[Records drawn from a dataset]
--------------------------------------------------

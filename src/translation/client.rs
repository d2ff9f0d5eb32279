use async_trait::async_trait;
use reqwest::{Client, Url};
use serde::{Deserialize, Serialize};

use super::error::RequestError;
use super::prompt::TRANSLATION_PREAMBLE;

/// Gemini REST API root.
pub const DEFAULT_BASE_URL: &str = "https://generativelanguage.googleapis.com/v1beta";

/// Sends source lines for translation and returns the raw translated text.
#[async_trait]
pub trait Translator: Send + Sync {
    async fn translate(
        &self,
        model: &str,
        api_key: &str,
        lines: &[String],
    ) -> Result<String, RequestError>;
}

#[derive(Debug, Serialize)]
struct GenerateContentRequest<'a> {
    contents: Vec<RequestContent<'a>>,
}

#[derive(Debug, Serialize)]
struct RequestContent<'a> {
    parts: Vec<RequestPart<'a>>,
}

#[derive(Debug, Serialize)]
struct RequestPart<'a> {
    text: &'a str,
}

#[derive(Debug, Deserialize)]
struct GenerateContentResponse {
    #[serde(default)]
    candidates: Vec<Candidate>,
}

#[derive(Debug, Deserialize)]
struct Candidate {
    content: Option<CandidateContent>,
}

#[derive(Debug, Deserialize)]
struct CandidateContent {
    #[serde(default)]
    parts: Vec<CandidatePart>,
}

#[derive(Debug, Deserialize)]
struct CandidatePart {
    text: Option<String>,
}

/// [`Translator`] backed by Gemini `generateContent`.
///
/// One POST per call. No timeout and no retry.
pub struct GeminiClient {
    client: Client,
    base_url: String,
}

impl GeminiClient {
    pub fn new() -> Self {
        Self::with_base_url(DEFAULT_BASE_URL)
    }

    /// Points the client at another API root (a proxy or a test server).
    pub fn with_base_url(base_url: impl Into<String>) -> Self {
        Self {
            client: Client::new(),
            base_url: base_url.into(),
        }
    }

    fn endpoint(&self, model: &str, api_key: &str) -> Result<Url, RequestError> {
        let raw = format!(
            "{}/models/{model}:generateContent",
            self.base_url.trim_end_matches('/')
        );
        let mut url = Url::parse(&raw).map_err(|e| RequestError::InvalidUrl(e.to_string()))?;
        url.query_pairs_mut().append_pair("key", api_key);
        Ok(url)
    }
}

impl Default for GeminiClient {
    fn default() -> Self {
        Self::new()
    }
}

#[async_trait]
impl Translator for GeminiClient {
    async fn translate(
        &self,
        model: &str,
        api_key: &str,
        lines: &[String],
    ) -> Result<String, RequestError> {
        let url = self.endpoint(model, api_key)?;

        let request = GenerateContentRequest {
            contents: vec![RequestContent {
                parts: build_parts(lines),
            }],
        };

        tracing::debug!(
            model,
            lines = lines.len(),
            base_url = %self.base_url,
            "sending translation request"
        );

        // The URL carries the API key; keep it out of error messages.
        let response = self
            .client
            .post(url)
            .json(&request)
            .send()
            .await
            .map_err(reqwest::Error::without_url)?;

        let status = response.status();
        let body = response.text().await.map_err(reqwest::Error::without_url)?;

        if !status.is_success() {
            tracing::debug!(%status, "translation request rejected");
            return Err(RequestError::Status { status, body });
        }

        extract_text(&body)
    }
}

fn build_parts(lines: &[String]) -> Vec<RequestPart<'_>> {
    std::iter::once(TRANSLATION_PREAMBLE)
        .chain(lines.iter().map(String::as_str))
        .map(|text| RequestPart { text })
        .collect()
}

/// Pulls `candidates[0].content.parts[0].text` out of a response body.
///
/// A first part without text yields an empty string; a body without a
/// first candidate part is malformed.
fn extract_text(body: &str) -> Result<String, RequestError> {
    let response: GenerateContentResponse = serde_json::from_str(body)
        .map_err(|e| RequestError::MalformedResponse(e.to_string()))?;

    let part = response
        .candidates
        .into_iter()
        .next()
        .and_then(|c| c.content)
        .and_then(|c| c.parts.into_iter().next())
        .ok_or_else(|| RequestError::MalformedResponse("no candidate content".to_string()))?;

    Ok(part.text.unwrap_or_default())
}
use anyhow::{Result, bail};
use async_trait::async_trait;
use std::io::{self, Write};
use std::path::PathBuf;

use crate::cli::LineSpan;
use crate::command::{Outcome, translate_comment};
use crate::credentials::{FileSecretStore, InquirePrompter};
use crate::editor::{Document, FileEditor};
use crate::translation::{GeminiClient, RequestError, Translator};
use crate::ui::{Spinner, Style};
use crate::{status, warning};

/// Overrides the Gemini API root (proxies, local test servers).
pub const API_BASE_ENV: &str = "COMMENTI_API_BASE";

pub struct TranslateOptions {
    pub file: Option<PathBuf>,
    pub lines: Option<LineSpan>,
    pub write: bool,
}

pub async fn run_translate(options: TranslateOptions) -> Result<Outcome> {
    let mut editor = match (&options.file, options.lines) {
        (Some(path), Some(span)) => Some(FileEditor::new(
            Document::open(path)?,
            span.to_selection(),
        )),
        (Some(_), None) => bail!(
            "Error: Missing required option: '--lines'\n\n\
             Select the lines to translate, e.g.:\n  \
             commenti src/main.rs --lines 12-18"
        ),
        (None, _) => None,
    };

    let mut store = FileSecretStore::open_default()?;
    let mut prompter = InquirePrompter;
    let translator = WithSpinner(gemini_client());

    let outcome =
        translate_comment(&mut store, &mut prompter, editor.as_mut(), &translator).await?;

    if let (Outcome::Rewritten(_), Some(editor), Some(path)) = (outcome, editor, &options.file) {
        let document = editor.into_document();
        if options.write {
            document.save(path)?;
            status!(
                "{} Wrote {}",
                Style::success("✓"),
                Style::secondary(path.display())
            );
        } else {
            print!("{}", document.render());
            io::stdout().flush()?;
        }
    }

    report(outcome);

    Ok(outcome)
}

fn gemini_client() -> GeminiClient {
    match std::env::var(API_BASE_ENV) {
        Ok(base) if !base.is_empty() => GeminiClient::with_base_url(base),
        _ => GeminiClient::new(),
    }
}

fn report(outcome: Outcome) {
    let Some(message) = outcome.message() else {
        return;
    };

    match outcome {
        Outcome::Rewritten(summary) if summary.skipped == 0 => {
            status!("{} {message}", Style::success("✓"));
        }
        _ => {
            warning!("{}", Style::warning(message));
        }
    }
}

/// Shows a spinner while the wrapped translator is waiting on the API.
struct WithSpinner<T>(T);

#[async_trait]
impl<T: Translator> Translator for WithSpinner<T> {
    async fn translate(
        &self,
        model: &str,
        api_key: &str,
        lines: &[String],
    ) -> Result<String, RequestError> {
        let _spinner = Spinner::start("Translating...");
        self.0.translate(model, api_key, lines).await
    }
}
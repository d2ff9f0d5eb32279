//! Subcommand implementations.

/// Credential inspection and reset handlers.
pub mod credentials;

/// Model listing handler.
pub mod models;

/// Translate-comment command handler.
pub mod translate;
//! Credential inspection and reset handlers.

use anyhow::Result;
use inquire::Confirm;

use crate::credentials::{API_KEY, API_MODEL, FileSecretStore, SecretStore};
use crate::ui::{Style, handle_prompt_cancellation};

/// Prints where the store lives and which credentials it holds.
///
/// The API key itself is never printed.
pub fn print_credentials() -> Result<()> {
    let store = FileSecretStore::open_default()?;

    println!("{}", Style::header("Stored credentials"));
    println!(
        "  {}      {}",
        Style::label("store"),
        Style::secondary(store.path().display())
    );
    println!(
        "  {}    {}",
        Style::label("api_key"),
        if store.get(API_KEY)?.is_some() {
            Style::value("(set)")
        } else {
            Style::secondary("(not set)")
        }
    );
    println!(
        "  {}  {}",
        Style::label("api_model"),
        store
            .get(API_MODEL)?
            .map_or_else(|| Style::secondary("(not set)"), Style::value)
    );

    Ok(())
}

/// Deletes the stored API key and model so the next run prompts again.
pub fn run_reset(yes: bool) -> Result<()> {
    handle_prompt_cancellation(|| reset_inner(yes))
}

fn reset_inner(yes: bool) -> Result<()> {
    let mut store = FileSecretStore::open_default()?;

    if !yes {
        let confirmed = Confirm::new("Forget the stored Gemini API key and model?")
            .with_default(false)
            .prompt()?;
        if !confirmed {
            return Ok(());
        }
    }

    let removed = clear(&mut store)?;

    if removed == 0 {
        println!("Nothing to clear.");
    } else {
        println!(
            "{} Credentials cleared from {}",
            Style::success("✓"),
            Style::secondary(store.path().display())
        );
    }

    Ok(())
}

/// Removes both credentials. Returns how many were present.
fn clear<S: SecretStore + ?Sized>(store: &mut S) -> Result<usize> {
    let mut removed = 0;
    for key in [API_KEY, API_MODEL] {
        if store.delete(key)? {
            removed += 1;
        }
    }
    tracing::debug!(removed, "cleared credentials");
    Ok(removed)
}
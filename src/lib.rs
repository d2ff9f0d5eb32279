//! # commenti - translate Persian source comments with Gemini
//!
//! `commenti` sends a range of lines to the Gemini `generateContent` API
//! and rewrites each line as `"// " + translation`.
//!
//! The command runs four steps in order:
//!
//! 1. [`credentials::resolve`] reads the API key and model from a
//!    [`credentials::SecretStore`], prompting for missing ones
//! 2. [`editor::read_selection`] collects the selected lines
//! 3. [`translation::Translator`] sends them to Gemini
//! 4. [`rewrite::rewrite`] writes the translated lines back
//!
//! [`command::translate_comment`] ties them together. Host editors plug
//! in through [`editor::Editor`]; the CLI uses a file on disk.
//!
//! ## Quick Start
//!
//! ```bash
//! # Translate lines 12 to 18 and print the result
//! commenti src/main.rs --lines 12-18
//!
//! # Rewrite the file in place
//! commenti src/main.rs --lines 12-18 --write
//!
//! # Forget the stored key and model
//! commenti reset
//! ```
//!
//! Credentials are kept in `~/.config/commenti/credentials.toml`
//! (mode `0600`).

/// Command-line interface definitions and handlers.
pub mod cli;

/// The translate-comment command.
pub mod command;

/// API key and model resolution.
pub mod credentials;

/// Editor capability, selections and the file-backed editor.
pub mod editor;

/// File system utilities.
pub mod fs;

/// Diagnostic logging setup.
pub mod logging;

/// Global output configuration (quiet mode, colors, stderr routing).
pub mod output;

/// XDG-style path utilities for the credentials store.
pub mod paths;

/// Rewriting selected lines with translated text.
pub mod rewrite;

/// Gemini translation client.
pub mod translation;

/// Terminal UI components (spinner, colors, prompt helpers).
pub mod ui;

--------------------------------------------------

Your goal: All lines in the data above from the one with "for key in [API_KEY, API_MODEL]" through the one with "the selected lines" must be repeated exactly, and no others.

Solution for this exercise:
    for key in [API_KEY, API_MODEL] {
        if store.delete(key)? {
            removed += 1;
        }
    }
    tracing::debug!(removed, "cleared credentials");
    Ok(removed)
}
filename src/lib.rs
repository d2ff9f0d5eb32279
//! # commenti - translate Persian source comments with Gemini
//!
//! `commenti` sends a range of lines to the Gemini `generateContent` API
//! and rewrites each line as `"// " + translation`.
//!
//! The command runs four steps in order:
//!
//! 1. [`credentials::resolve`] reads the API key and model from a
//!    [`credentials::SecretStore`], prompting for missing ones
//! 2. [`editor::read_selection`] collects the selected lines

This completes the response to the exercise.